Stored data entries
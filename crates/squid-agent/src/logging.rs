//! Host tracing setup
//!
//! Library crates only emit events; a host calls [`init`] once at startup.

use crate::config::LoggingConfig;
use tracing_subscriber::EnvFilter;

/// Install the global fmt subscriber.
///
/// `RUST_LOG` wins over `config.filter`. Returns `false` when a subscriber
/// was already installed, which is not an error.
pub fn init(config: &LoggingConfig) -> bool {
    let filter = EnvFilter::try_from_default_env()
        .or_else(|_| EnvFilter::try_new(&config.filter))
        .unwrap_or_else(|_| EnvFilter::new("info"));

    tracing_subscriber::fmt()
        .with_env_filter(filter)
        .with_target(false)
        .try_init()
        .is_ok()
}
//! Cross-identity correlation
//!
//! Joins anomaly matches and security flags of several identities on
//! pattern signature and time proximity. Flags of one type form a cluster
//! while each lies within `window_ms` of the previous one, so two flags on
//! either side of a round timestamp still correlate.

use crate::error::AuditError;
use crate::flags::FlagFilter;
use crate::service::AuditService;
use serde::{Deserialize, Serialize};
use squid_core::{
    AuditEntryId, FlagType, IdentityId, PhysicalTime, SecurityEvent, SecurityFlag,
    SecurityFlagId, Severity,
};
use std::collections::{BTreeMap, BTreeSet};
use tracing::warn;

/// The same anomaly signature seen in several identities.
#[derive(Debug, Clone, PartialEq, Eq, Serialize, Deserialize)]
#[serde(rename_all = "camelCase")]
pub struct CrossIdentityPattern {
    /// Shared signature
    pub signature: String,
    /// Pattern kind
    pub pattern: FlagType,
    /// Identities exhibiting it, sorted
    pub identities: Vec<IdentityId>,
    /// Evidence entries across all identities
    pub evidence: Vec<AuditEntryId>,
    /// Highest severity among the matches
    pub max_severity: Severity,
}

/// Flags of one type raised by several identities close together in time.
#[derive(Debug, Clone, PartialEq, Eq, Serialize, Deserialize)]
#[serde(rename_all = "camelCase")]
pub struct CorrelatedEvents {
    /// Shared flag type
    pub flag_type: FlagType,
    /// Timestamp of the first flag in the cluster
    pub window_start: PhysicalTime,
    /// Timestamp of the last flag in the cluster
    pub window_end: PhysicalTime,
    /// Identities involved, sorted
    pub identities: Vec<IdentityId>,
    /// Flags in the cluster, oldest first
    pub flags: Vec<SecurityFlagId>,
    /// Highest severity in the cluster
    pub max_severity: Severity,
}

impl CorrelatedEvents {
    fn open(flag: &SecurityFlag) -> Self {
        Self {
            flag_type: flag.flag_type.clone(),
            window_start: flag.timestamp,
            window_end: flag.timestamp,
            identities: Vec::new(),
            flags: Vec::new(),
            max_severity: flag.severity,
        }
    }

    fn admits(&self, flag: &SecurityFlag, window_ms: u64) -> bool {
        flag.timestamp.ts_ms.saturating_sub(self.window_end.ts_ms) <= window_ms
    }

    fn add(&mut self, flag: SecurityFlag) {
        if !self.identities.contains(&flag.identity_id) {
            self.identities.push(flag.identity_id);
        }
        self.flags.push(flag.id);
        self.window_end = self.window_end.max(flag.timestamp);
        self.max_severity = self.max_severity.max(flag.severity);
    }
}

impl AuditService {
    /// Scan each identity's trailing window and report signatures shared by two or more of them.
    ///
    /// Every reported pattern is escalated as a coordinated pattern event.
    pub async fn detect_cross_identity_patterns(
        &self,
        identity_ids: &[IdentityId],
        window_ms: u64,
    ) -> Result<Vec<CrossIdentityPattern>, AuditError> {
        let mut groups: BTreeMap<String, CrossIdentityPattern> = BTreeMap::new();
        let unique: BTreeSet<&IdentityId> = identity_ids.iter().collect();

        for identity_id in unique {
            let report = self.scan(identity_id, window_ms).await?;
            for m in report.matches {
                let group = groups
                    .entry(m.signature.clone())
                    .or_insert_with(|| CrossIdentityPattern {
                        signature: m.signature.clone(),
                        pattern: m.pattern.clone(),
                        identities: Vec::new(),
                        evidence: Vec::new(),
                        max_severity: m.severity,
                    });
                if group.identities.last() != Some(identity_id) {
                    group.identities.push(identity_id.clone());
                }
                group.evidence.extend(m.evidence);
                group.max_severity = group.max_severity.max(m.severity);
            }
        }

        let patterns: Vec<_> = groups
            .into_values()
            .filter(|p| p.identities.len() >= 2)
            .collect();
        for pattern in &patterns {
            warn!(
                signature = %pattern.signature,
                identities = pattern.identities.len(),
                "Coordinated pattern across identities"
            );
            self.notify(SecurityEvent::CoordinatedPattern {
                signature: pattern.signature.clone(),
                identities: pattern.identities.clone(),
            })
            .await;
        }
        Ok(patterns)
    }

    /// Cluster flags by type and proximity; report clusters spanning two or more identities.
    ///
    /// A flag joins the current cluster of its type when it was raised at
    /// most `window_ms` after the cluster's latest flag.
    pub async fn correlate_security_events(
        &self,
        window_ms: u64,
    ) -> Result<Vec<CorrelatedEvents>, AuditError> {
        if window_ms == 0 {
            return Err(AuditError::InvalidWindow { window_ms });
        }
        let mut by_type: BTreeMap<FlagType, Vec<SecurityFlag>> = BTreeMap::new();
        for flag in self.get_flags(None, FlagFilter::All).await? {
            by_type.entry(flag.flag_type.clone()).or_default().push(flag);
        }

        let mut clusters = Vec::new();
        for mut flags in by_type.into_values() {
            flags.sort_by_key(|f| f.timestamp);
            let mut current: Option<CorrelatedEvents> = None;
            for flag in flags {
                if !current.as_ref().is_some_and(|c| c.admits(&flag, window_ms)) {
                    clusters.extend(current.take());
                    current = Some(CorrelatedEvents::open(&flag));
                }
                if let Some(cluster) = current.as_mut() {
                    cluster.add(flag);
                }
            }
            clusters.extend(current);
        }

        Ok(clusters
            .into_iter()
            .filter(|c| c.identities.len() >= 2)
            .map(|mut c| {
                c.identities.sort();
                c
            })
            .collect())
    }
}
//! Resolver decisions
//!
//! A denial is a value, not an error. Every denial carries a human-readable
//! reason and, where one exists, the role or balance that would flip it.

use crate::rules::Rule;
use serde::{Deserialize, Serialize};
use squid_core::IdentityStatus;

/// Reason string for type-permission and guardian denials.
pub const REASON_INSUFFICIENT_PERMISSIONS: &str = "insufficient permissions";

/// Reason string for KYC denials.
pub const REASON_KYC_REQUIRED: &str = "KYC verification required";

/// Reason string for balance denials.
pub const REASON_INSUFFICIENT_BALANCE: &str = "insufficient balance";

/// Which KYC step is still outstanding.
#[derive(Debug, Clone, Copy, PartialEq, Eq, Hash, Serialize, Deserialize)]
#[serde(rename_all = "snake_case")]
pub enum KycMissing {
    /// Documents were never submitted
    Submission,
    /// Submitted but not yet approved
    Approval,
}

/// Structured cause of a denial.
#[derive(Debug, Clone, PartialEq, Eq, Serialize, Deserialize)]
#[serde(tag = "kind", rename_all = "snake_case")]
pub enum DenialKind {
    /// Identity is not ACTIVE
    Inactive {
        /// Current status
        status: IdentityStatus,
    },
    /// Identity type lacks the needed permission flag
    InsufficientPermissions,
    /// Permission denial specialized to a missing KYC precondition
    KycRequired {
        /// Outstanding step
        missing: KycMissing,
    },
    /// Privacy level forbids the module
    ModuleRestricted {
        /// Module id
        module: String,
    },
    /// Governance model forbids the action without guardian approval
    GovernanceRestricted,
    /// Available balance below the action minimum
    InsufficientBalance {
        /// Balance supplied with the request
        available: u64,
    },
}

/// Non-blocking annotation carried on an allowed decision.
#[derive(Debug, Clone, Copy, PartialEq, Eq, Hash, Serialize, Deserialize)]
#[serde(rename_all = "snake_case")]
pub enum Advisory {
    /// Action should be approved by the identity's DAO
    DaoApprovalRequired,
}

impl Advisory {
    /// Message recorded in audit metadata.
    pub fn message(self) -> &'static str {
        match self {
            Advisory::DaoApprovalRequired => "requires DAO approval",
        }
    }
}

/// Outcome of resolving one request.
#[derive(Debug, Clone, PartialEq, Eq, Serialize, Deserialize)]
#[serde(rename_all = "camelCase")]
pub struct Decision {
    /// Whether the action may proceed
    pub allowed: bool,
    /// Human-readable explanation
    pub reason: String,
    /// Role that would flip a denial
    #[serde(skip_serializing_if = "Option::is_none")]
    pub required_role: Option<String>,
    /// Balance that would flip a denial
    #[serde(skip_serializing_if = "Option::is_none")]
    pub required_balance: Option<u64>,
    /// Structured denial cause
    #[serde(skip_serializing_if = "Option::is_none")]
    pub denial: Option<DenialKind>,
    /// Advisories gathered while evaluating
    #[serde(default, skip_serializing_if = "Vec::is_empty")]
    pub advisories: Vec<Advisory>,
    /// Rule that denied, if any
    #[serde(skip_serializing_if = "Option::is_none")]
    pub rule: Option<Rule>,
}

impl Decision {
    /// Allowed decision carrying `advisories`.
    pub fn allow(advisories: Vec<Advisory>) -> Self {
        let reason = match advisories.first() {
            Some(advisory) => advisory.message().to_string(),
            None => "allowed".to_string(),
        };
        Self {
            allowed: true,
            reason,
            required_role: None,
            required_balance: None,
            denial: None,
            advisories,
            rule: None,
        }
    }

    /// Denied decision.
    pub fn deny(rule: Rule, denial: DenialKind, reason: impl Into<String>) -> Self {
        Self {
            allowed: false,
            reason: reason.into(),
            required_role: None,
            required_balance: None,
            denial: Some(denial),
            advisories: Vec::new(),
            rule: Some(rule),
        }
    }

    /// Attach the role that would flip this decision.
    pub fn with_required_role(mut self, role: impl Into<String>) -> Self {
        self.required_role = Some(role.into());
        self
    }

    /// Attach the balance that would flip this decision.
    pub fn with_required_balance(mut self, balance: u64) -> Self {
        self.required_balance = Some(balance);
        self
    }

    /// True for a KYC denial.
    pub fn is_kyc_denial(&self) -> bool {
        matches!(self.denial, Some(DenialKind::KycRequired { .. }))
    }

    /// True when the DAO advisory was raised.
    pub fn requires_dao_approval(&self) -> bool {
        self.advisories.contains(&Advisory::DaoApprovalRequired)
    }
}

#[cfg(test)]
mod tests {
    use super::*;

    #[test]
    fn allowed_decision_reason_reflects_advisory() {
        assert_eq!(Decision::allow(Vec::new()).reason, "allowed");
        let d = Decision::allow(vec![Advisory::DaoApprovalRequired]);
        assert!(d.allowed && d.requires_dao_approval());
        assert_eq!(d.reason, "requires DAO approval");
    }

    #[test]
    fn denial_serializes_camel_case() {
        let d = Decision::deny(
            Rule::Kyc,
            DenialKind::KycRequired {
                missing: KycMissing::Approval,
            },
            REASON_KYC_REQUIRED,
        )
        .with_required_role("kyc-verified");
        let json = serde_json::to_value(&d).unwrap();
        assert_eq!(json["requiredRole"], "kyc-verified");
        assert_eq!(json["denial"]["kind"], "kyc_required");
        assert!(json.get("requiredBalance").is_none());
        assert!(d.is_kyc_denial());
    }
}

What this task involves: Your task is to quote, without any alteration, the lines running from the top of the records to the line that holds "timestamp still correlate.", both included.

Reply:
filename crates/squid-agent/src/logging.rs
//! Host tracing setup
//!
//! Library crates only emit events; a host calls [`init`] once at startup.

use crate::config::LoggingConfig;
use tracing_subscriber::EnvFilter;

/// Install the global fmt subscriber.
///
/// `RUST_LOG` wins over `config.filter`. Returns `false` when a subscriber
/// was already installed, which is not an error.
pub fn init(config: &LoggingConfig) -> bool {
    let filter = EnvFilter::try_from_default_env()
        .or_else(|_| EnvFilter::try_new(&config.filter))
        .unwrap_or_else(|_| EnvFilter::new("info"));

    tracing_subscriber::fmt()
        .with_env_filter(filter)
        .with_target(false)
        .try_init()
        .is_ok()
}
//! Cross-identity correlation
//!
//! Joins anomaly matches and security flags of several identities on
//! pattern signature and time proximity. Flags of one type form a cluster
//! while each lies within `window_ms` of the previous one, so two flags on
//! either side of a round timestamp still correlate.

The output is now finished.